There is a nice page about how LLVM handles RISC-V Vector Extension (RVV). It primarily covers how the RISC-V backend lowers vector types and vector operations. Right at the beginning of the page lies this table:

It shows the LLVM IR types we use to represent RVV’s dynamically sized vectors: each row is an element type, while each column is a LMUL – the register grouping factor, or “how many vector registers should we slap together and treat it as a single logical vector register”.

For instance, when LMUL = 4, each vector instruction effectively operates on a (gigantic) logical vector register that is four-time the size of a normal vector register. Under this LMUL setting, a RVV vector of 64-bit integer (i.e. i64) is represented by IR type <vscale x 4 x i64> according to the table.

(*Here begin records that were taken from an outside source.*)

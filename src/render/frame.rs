use image::RgbImage;
use serde::{Deserialize, Serialize};

use crate::core::ImageSize;
use crate::error::{MosaicError, MosaicResult};
use crate::render::AxisTick;

#[derive(Debug, Clone, Copy, PartialEq, Eq, Serialize, Deserialize)]
pub enum PlotKind {
    Mosaic,
    Grid,
    BarPlot,
    Scatter,
    DistanceGrid,
    Histogram,
    Sprite,
}

/// Fully composed plot handed to a rendering surface.
#[derive(Debug, Clone, PartialEq)]
pub struct PlotFrame {
    pub kind: PlotKind,
    pub image: RgbImage,
    pub y_ticks: Vec<AxisTick>,
}

impl PlotFrame {
    #[must_use]
    pub fn new(kind: PlotKind, image: RgbImage) -> Self {
        Self {
            kind,
            image,
            y_ticks: Vec::new(),
        }
    }

    #[must_use]
    pub fn with_y_ticks(mut self, ticks: Vec<AxisTick>) -> Self {
        self.y_ticks = ticks;
        self
    }

    #[must_use]
    pub fn size(&self) -> ImageSize {
        ImageSize::of(&self.image)
    }

    pub fn validate(&self) -> MosaicResult<()> {
        let size = self.size();
        if !size.is_valid() {
            return Err(MosaicError::InvalidData(format!(
                "plot frame must not be empty, got {size}"
            )));
        }
        for tick in &self.y_ticks {
            tick.validate(size.height)?;
        }
        Ok(())
    }
}
use image::imageops::{self, FilterType};
use image::{Rgb, RgbImage};
use tracing::warn;

use crate::core::{ImageSize, TileOffset};
use crate::error::{MosaicError, MosaicResult};
use crate::render::Color;

/// Owned RGB canvas that tiles are composited into.
#[derive(Debug, Clone, PartialEq)]
pub struct Canvas {
    image: RgbImage,
}

impl Canvas {
    /// Blank canvas filled with `background`.
    pub fn blank(size: ImageSize, background: Color) -> MosaicResult<Self> {
        if !size.is_valid() {
            return Err(MosaicError::InvalidData(format!(
                "canvas size must be > 0, got {size}"
            )));
        }
        background.validate()?;
        Ok(Self {
            image: RgbImage::from_pixel(size.width, size.height, background.to_rgb8()),
        })
    }

    #[must_use]
    pub fn size(&self) -> ImageSize {
        ImageSize::of(&self.image)
    }

    #[must_use]
    pub fn image(&self) -> &RgbImage {
        &self.image
    }

    #[must_use]
    pub fn into_image(self) -> RgbImage {
        self.image
    }

    /// Copies `tile` at `at`, requiring it to match the canvas tile size.
    ///
    /// `index` identifies the tile in the error reported on mismatch.
    pub fn paste(
        &mut self,
        index: usize,
        tile: &RgbImage,
        expected: ImageSize,
        at: TileOffset,
    ) -> MosaicResult<()> {
        let actual = ImageSize::of(tile);
        if actual != expected {
            return Err(MosaicError::MismatchedImageSize {
                index,
                expected,
                actual,
            });
        }
        self.check_bounds(actual, at)?;
        imageops::replace(&mut self.image, tile, i64::from(at.x), i64::from(at.y));
        Ok(())
    }

    /// Alpha-composites `tile` over the canvas at `at`.
    pub fn blend(&mut self, tile: &RgbImage, at: TileOffset, alpha: f64) -> MosaicResult<()> {
        if !alpha.is_finite() || !(0.0..=1.0).contains(&alpha) {
            return Err(MosaicError::InvalidData(
                "blend alpha must be finite and in [0, 1]".to_owned(),
            ));
        }
        self.check_bounds(ImageSize::of(tile), at)?;

        for (x, y, pixel) in tile.enumerate_pixels() {
            let target = self.image.get_pixel_mut(at.x + x, at.y + y);
            let mut mixed = [0u8; 3];
            for (channel, out) in mixed.iter_mut().enumerate() {
                let value = f64::from(pixel[channel]) * alpha
                    + f64::from(target[channel]) * (1.0 - alpha);
                *out = value.round().clamp(0.0, 255.0) as u8;
            }
            *target = Rgb(mixed);
        }
        Ok(())
    }

    /// Shrinks the canvas to fit within `bound`, keeping its aspect ratio.
    ///
    /// Never enlarges; a canvas that already fits is left untouched.
    pub fn thumbnail(&mut self, bound: ImageSize) -> MosaicResult<()> {
        if !bound.is_valid() {
            return Err(MosaicError::InvalidData(format!(
                "thumbnail bound must be > 0, got {bound}"
            )));
        }

        let size = self.size();
        if size.width <= bound.width && size.height <= bound.height {
            warn!(%size, %bound, "thumbnail bound exceeds canvas, keeping original size");
            return Ok(());
        }

        let scale = (f64::from(bound.width) / f64::from(size.width))
            .min(f64::from(bound.height) / f64::from(size.height));
        let width = ((f64::from(size.width) * scale).round() as u32).clamp(1, bound.width);
        let height = ((f64::from(size.height) * scale).round() as u32).clamp(1, bound.height);
        self.image = imageops::resize(&self.image, width, height, FilterType::CatmullRom);
        Ok(())
    }

    fn check_bounds(&self, tile: ImageSize, at: TileOffset) -> MosaicResult<()> {
        if !tile.is_valid() {
            return Err(MosaicError::InvalidData(format!(
                "tile size must be > 0, got {tile}"
            )));
        }
        let size = self.size();
        let fits_x = u64::from(at.x) + u64::from(tile.width) <= u64::from(size.width);
        let fits_y = u64::from(at.y) + u64::from(tile.height) <= u64::from(size.height);
        if fits_x && fits_y {
            return Ok(());
        }
        Err(MosaicError::InvalidData(format!(
            "tile {tile} at ({}, {}) exceeds canvas {size}",
            at.x, at.y
        )))
    }
}

impl From<RgbImage> for Canvas {
    fn from(image: RgbImage) -> Self {
        Self { image }
    }
}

The <vscale x 4 x i64> is a scalable vector type in LLVM. It looks similar to a normal (fixed) vector type like <4 x i64> – a vector of four 64-bit integers – but the “vscale” keyword gives it the ability to scale the “base” vector type – namely, the 4 x i64 part, where 4 here is the minimum number of elements – by a certain factor, vscale, that is only known during runtime. So if vscale equals to 2 during runtime, we have an equivalent vector of <8 x i64>; <16 x i64> when vscale is 4. Simple, right?